=== Begin Enclosure ===

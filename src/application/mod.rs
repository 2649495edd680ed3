//! Application layer: pollers that connect data sources to view state.

pub mod dashboard;
pub mod perpetuals;
pub mod scheduler;
pub mod ticker;

pub use dashboard::{DashboardSink, MarketDataAggregator};
pub use perpetuals::{FuturesBoard, FuturesSink};
pub use scheduler::{ActivityFlag, PollingHandle, TaskScheduler};
pub use ticker::{PriceTicker, TickerSink};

=== End Enclosure ===

* TASK DETAILS
All of the data above needs to be written out exactly.

* SOLUTION FOR THIS EXERCISE
filename src/application/mod.rs
repository 2649495edd680ed3
//! Application layer: pollers that connect data sources to view state.

pub mod dashboard;
pub mod perpetuals;
pub mod scheduler;
pub mod ticker;

pub use dashboard::{DashboardSink, MarketDataAggregator};
pub use perpetuals::{FuturesBoard, FuturesSink};
pub use scheduler::{ActivityFlag, PollingHandle, TaskScheduler};
pub use ticker::{PriceTicker, TickerSink};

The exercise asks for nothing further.